Come leggere la classifica del World’s 50 Best Restaurant? Come quella del Pallone d’Oro che non è mai stato vinto da un fenomeno come Paolo Maldini? O come quella della qualità della vita nelle città italiane de Il Sole 24 Ore che tiene conto di parametri impossibili da stabilire? O ancora come quella del Festival di Sanremo con i televoti e manfrine varie? Boh, più che il dibattito sul valore della graduatoria e ancora di più su come lavora la Giuria internazionale (900 “opinion leader” divisi in aree regionali con il doppio obiettivo di concentrare i voti sui loro beniamini ma soprattutto di fare “scambi” utili) che stupisce solo i benpensanti, è interessante non fermarsi ai titoli. Qualche ragionamento a caldo, solo sugli italiani.
1.La grandezza di Massimo Bottura – primo chef italiano a salire sul podio – non risiede tanto nella tecnica (altri sono bravi quanto lui) o nella fantasia (tanti lo battono) ma nel riuscire a proporre in chiave modernissima e internazionale – con la giusta dose palabratica – i piatti della nostra cucina tradizionale, quasi casalinga. Ha capito prima di altri come piacere ai gourmet di casa nostra e agli stranieri colti che apprezzano sicuramente il “vestito giusto” nel piatto e il nome originale (e Massimo in questo è un fenomeno) ma non possono – e forse mai potranno – rinunciare all’idea che siamo quelli degli spaghetti al pomodoro, della pizza buona (non a caso, la nuova frontiera degli aristo-chef) e del caffè espresso. A proposito, lo chef-patron dell’Osteria Francescana collabora da tempo con Lavazza…

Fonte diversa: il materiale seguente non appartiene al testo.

//! State transitions. Every action consumes the previous snapshot and returns the next
//! one; unknown ids and blank titles leave the state untouched.

use tracing::debug;

use crate::{
    clock::Moment,
    streak::{derive_streak, increment_daily_completions, StreakDraft},
    tasks::{
        clean_description, clean_title, sanitize_tags, AppState, NewTask, Settings, Task,
        TaskChanges, TaskId, Theme,
    },
};

#[derive(Debug, Clone, PartialEq, Eq)]
pub enum Action {
    AddTask(NewTask),
    UpdateTask { id: TaskId, changes: TaskChanges },
    DeleteTask { id: TaskId },
    ToggleDone { id: TaskId },
    SetTheme(Theme),
}

pub fn reduce(state: AppState, action: Action, moment: &Moment) -> AppState {
    match action {
        Action::AddTask(input) => add_task(state, input, moment),
        Action::UpdateTask { id, changes } => update_task(state, &id, changes, moment),
        Action::DeleteTask { id } => delete_task(state, &id, moment),
        Action::ToggleDone { id } => toggle_done(state, &id, moment),
        Action::SetTheme(theme) => AppState {
            settings: Settings { theme },
            ..state
        },
    }
}

/// Re-derive `current` for the moment's day; history is left as is.
fn refresh_streak(mut state: AppState, moment: &Moment) -> AppState {
    state.streak = state.streak.refreshed(moment.today());
    state
}

fn add_task(mut state: AppState, input: NewTask, moment: &Moment) -> AppState {
    let Some(title) = clean_title(&input.title) else {
        debug!("ignoring add with blank title");
        return state;
    };
    let now = moment.utc();
    let task = Task {
        id: TaskId::generate(),
        title,
        description: clean_description(input.description.as_deref()),
        priority: input.priority,
        deadline: input.deadline,
        created_at: now,
        updated_at: now,
        done: false,
        completed_at: None,
        tags: sanitize_tags(&input.tags),
    };
    state.tasks.insert(0, task);
    refresh_streak(state, moment)
}

fn update_task(
    mut state: AppState,
    id: &TaskId,
    changes: TaskChanges,
    moment: &Moment,
) -> AppState {
    let Some(title) = clean_title(&changes.title) else {
        debug!(%id, "ignoring update with blank title");
        return state;
    };
    let Some(idx) = state.tasks.iter().position(|task| &task.id == id) else {
        debug!(%id, "ignoring update for unknown task");
        return state;
    };
    let task = &mut state.tasks[idx];
    task.title = title;
    task.description = clean_description(changes.description.as_deref());
    task.priority = changes.priority;
    task.deadline = changes.deadline;
    task.tags = sanitize_tags(&changes.tags);
    task.updated_at = moment.utc();
    refresh_streak(state, moment)
}

fn delete_task(mut state: AppState, id: &TaskId, moment: &Moment) -> AppState {
    state.tasks.retain(|task| &task.id != id);
    refresh_streak(state, moment)
}

/// Completing records today at most once per task; reopening never retracts history.
fn toggle_done(mut state: AppState, id: &TaskId, moment: &Moment) -> AppState {
    let Some(idx) = state.tasks.iter().position(|task| &task.id == id) else {
        debug!(%id, "ignoring toggle for unknown task");
        return state;
    };
    let task = &mut state.tasks[idx];

    let today = moment.today();
    let now = moment.utc();
    let completing = !task.done;
    let already_counted_today = task.completed_at.map(|at| moment.day_of(at)) == Some(today);

    task.done = completing;
    task.updated_at = now;
    if completing {
        task.completed_at = Some(now);
    }

    state.streak = if completing && !already_counted_today {
        let mut draft = StreakDraft::from(&state.streak);
        draft.daily_completions = increment_daily_completions(draft.daily_completions, today);
        draft.history_dates.push(today);
        derive_streak(draft, today)
    } else {
        state.streak.refreshed(today)
    };
    state
}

2. Il buon risultato di squadra, prevedibile ma non in questa misura. Certo, la Spagna tiene nonostante la crisi ma non siamo lontani. Le Calandre dei fratelli Alajmo salgono di cinque posizioni e si issano al 27°: possono crescere anche se paradossalmente il loro locale d’immagine è diventato il Quadri a Venezia. Forse perché sono pochissimi gli stranieri a vedere RaiUno dove è giurato del terrificante reality La Terra dei Cuochi, Davide Scabin rientra in classifica al 40° posto: lo chef del Combal.Zero (che da Rivoli Torinese potrebbe approdare a Milano) precede di una sola posizione Enrico Crippa, il tre stelle Michelin dell’ultimo giro. Riflessione: al di là di cosa si mangi, tutti e quattro i ristoranti dei “fifty best” sono in provincia. E aggiungiamo il Pescatore di Canneto sull’Oglio: 74°, in calo di quattro posizioni, ma con l’onore di vedere Nadia Santini premiata come World’s Best Female Chef 2013. A Milano e Roma, il livello medio-alto c’è e nessuno può negarlo. Evidentemente per i giurati il top scarseggia. E il Sud deve ancora aspettare di entrare nei primi 100.

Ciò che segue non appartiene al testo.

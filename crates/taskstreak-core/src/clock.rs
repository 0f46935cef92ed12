use std::str::FromStr;

use chrono::{DateTime, FixedOffset, Local, Utc};
use chrono_tz::Tz;

use crate::date::DateKey;

/// Rules used to turn an instant into a wall-clock time.
#[derive(Debug, Clone, Copy, PartialEq, Eq)]
pub enum Zone {
    /// The machine's local zone, daylight saving included.
    Local,
    /// A named IANA zone such as `Europe/Berlin`.
    Named(Tz),
    /// One offset for every instant.
    Fixed(FixedOffset),
}

impl Zone {
    /// Wall-clock time of `instant` under this zone's rules at that instant.
    pub fn localize(&self, instant: DateTime<Utc>) -> DateTime<FixedOffset> {
        match self {
            Zone::Local => instant.with_timezone(&Local).fixed_offset(),
            Zone::Named(tz) => instant.with_timezone(tz).fixed_offset(),
            Zone::Fixed(offset) => instant.with_timezone(offset),
        }
    }
}

impl FromStr for Zone {
    type Err = String;

    /// `local` or an IANA zone name.
    fn from_str(s: &str) -> Result<Self, Self::Err> {
        let name = s.trim();
        if name.eq_ignore_ascii_case("local") {
            return Ok(Zone::Local);
        }
        name.parse::<Tz>()
            .map(Zone::Named)
            .map_err(|_| format!("unknown time zone: {name}"))
    }
}

/// A single reading of the clock, threaded through one state transition.
///
/// Stored UTC timestamps are bucketed into days with the moment's zone, using the
/// offset that zone had at the stored instant rather than the offset of now.
#[derive(Debug, Clone, Copy, PartialEq, Eq)]
pub struct Moment {
    at: DateTime<FixedOffset>,
    zone: Zone,
}

impl Moment {
    /// Moment pinned to the offset carried by `at`.
    pub fn new(at: DateTime<FixedOffset>) -> Self {
        Self {
            at,
            zone: Zone::Fixed(*at.offset()),
        }
    }

    pub fn in_zone(instant: DateTime<Utc>, zone: Zone) -> Self {
        Self {
            at: zone.localize(instant),
            zone,
        }
    }

    pub fn at(&self) -> DateTime<FixedOffset> {
        self.at
    }

    pub fn zone(&self) -> Zone {
        self.zone
    }

    /// Timestamp form stored on tasks.
    pub fn utc(&self) -> DateTime<Utc> {
        self.at.with_timezone(&Utc)
    }

    pub fn today(&self) -> DateKey {
        DateKey::from_date(self.at.date_naive())
    }

    /// Wall-clock time at which `instant` happened.
    pub fn local(&self, instant: DateTime<Utc>) -> DateTime<FixedOffset> {
        self.zone.localize(instant)
    }

    /// Local calendar day on which `instant` fell.
    pub fn day_of(&self, instant: DateTime<Utc>) -> DateKey {
        DateKey::from_date(self.local(instant).date_naive())
    }
}

/// Source of [`Moment`]s.
pub trait Clock: Send + Sync {
    fn moment(&self) -> Moment;
}

/// Wall clock read in a configurable zone, the machine's own by default.
#[derive(Debug, Clone, Copy, PartialEq, Eq)]
pub struct SystemClock {
    zone: Zone,
}

impl SystemClock {
    pub fn new(zone: Zone) -> Self {
        Self { zone }
    }
}

impl Default for SystemClock {
    fn default() -> Self {
        Self::new(Zone::Local)
    }
}

impl Clock for SystemClock {
    fn moment(&self) -> Moment {
        Moment::in_zone(Utc::now(), self.zone)
    }
}

/// Clock frozen at one moment, for tests and replays.
#[derive(Debug, Clone, Copy)]
pub struct FixedClock(pub Moment);

impl Clock for FixedClock {
    fn moment(&self) -> Moment {
        self.0
    }
}

#[cfg(test)]
mod tests {
    use super::*;

    fn utc(rfc3339: &str) -> DateTime<Utc> {
        DateTime::parse_from_rfc3339(rfc3339)
            .expect("parse")
            .with_timezone(&Utc)
    }

    #[test]
    fn buckets_instants_in_the_moment_offset() {
        let at = DateTime::parse_from_rfc3339("2024-01-02T00:30:00+03:00").expect("parse");
        let moment = Moment::new(at);
        assert_eq!(moment.today().to_string(), "2024-01-02");
        // 21:30 UTC the previous evening is already the 2nd at +03:00.
        assert_eq!(
            moment.day_of(utc("2024-01-01T21:30:00Z")).to_string(),
            "2024-01-02"
        );
        assert_eq!(moment.utc().to_rfc3339(), "2024-01-01T21:30:00+00:00");
    }

    #[test]
    fn summer_instant_uses_summer_offset_in_winter() {
        let berlin = Zone::Named(chrono_tz::Europe::Berlin);
        let winter = Moment::in_zone(utc("2024-12-01T10:00:00Z"), berlin);
        assert_eq!(winter.at().offset().local_minus_utc(), 3600);
        assert_eq!(winter.today().to_string(), "2024-12-01");

        // 00:30 CEST on 2 July; a flat +01:00 would put it on 1 July.
        let summer = utc("2024-07-01T22:30:00Z");
        assert_eq!(winter.day_of(summer).to_string(), "2024-07-02");
        assert_eq!(winter.local(summer).format("%H:%M").to_string(), "00:30");
    }

    #[test]
    fn named_zone_moment_reports_local_today() {
        let moment = Moment::in_zone(
            utc("2024-03-31T23:30:00Z"),
            Zone::Named(chrono_tz::America::New_York),
        );
        assert_eq!(moment.today().to_string(), "2024-03-31");
        assert_eq!(moment.utc(), utc("2024-03-31T23:30:00Z"));
    }

    #[test]
    fn fixed_clock_is_frozen() {
        let at = DateTime::parse_from_rfc3339("2024-05-05T10:00:00Z").expect("parse");
        let clock = FixedClock(Moment::new(at));
        assert_eq!(clock.moment(), clock.moment());
    }

    #[test]
    fn parses_zone_names() {
        assert_eq!("local".parse::<Zone>(), Ok(Zone::Local));
        assert_eq!(
            "Europe/Berlin".parse::<Zone>(),
            Ok(Zone::Named(chrono_tz::Europe::Berlin))
        );
        assert!("Mars/Olympus".parse::<Zone>().is_err());
    }

    #[test]
    fn system_clock_defaults_to_local_zone() {
        let clock = SystemClock::default();
        assert_eq!(clock.moment().zone(), Zone::Local);
    }
}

3.Si diceva di Milano. Chi l’avrebbe mai detto che Carlo Cracco perdesse ben 26 posizioni? Peggio dell’Inter di questi tempi. Lo chef più amato dalle italiane, il Masterchef più gettonato dell’anno si ritrova all’82° posto, dopo che lo scorso anno era uscito dai magnifici 50. Nel 2011, per la cronaca, era 38°. Motivo? Il dibattito è aperto. Sovraesposizione mediatica: pare che siano stati proprio i giurati italiani a non dannarsi per sostenerlo fuori dai confini (leggi all’inizio) e qualcuno addirittura non l’ha votato. Strategia sbagliata: visto che si corre praticamente per Nazioni, è stato un errore non tener conto della rinuncia di Paolo Lopriore che non ha pensato troppo ai suoi colleghi (doveva? Mah) quando ha annunciato la chiusura del suo Canto a votazioni avvenute. Il suo locale era sicuro di entrare in classifica, facendo così in effetti ha sconcertato molti votanti e forse Cracco è stato danneggiato. Livello inferiore: non pochi sostengono che in Via Victor Hugo 4 non si mangi più bene come qualche anno fa, che lui è sempre in tivù, che non ha più voglia di cucinare e via dicendo… Se interessa, non siamo di questo parere. E vi assicuriamo che parecchi “opinion leader” non sono all’altezza di capire e si fermano troppo alle voci e al contorno. Che poi è peggio di fare (o non fare) lobby.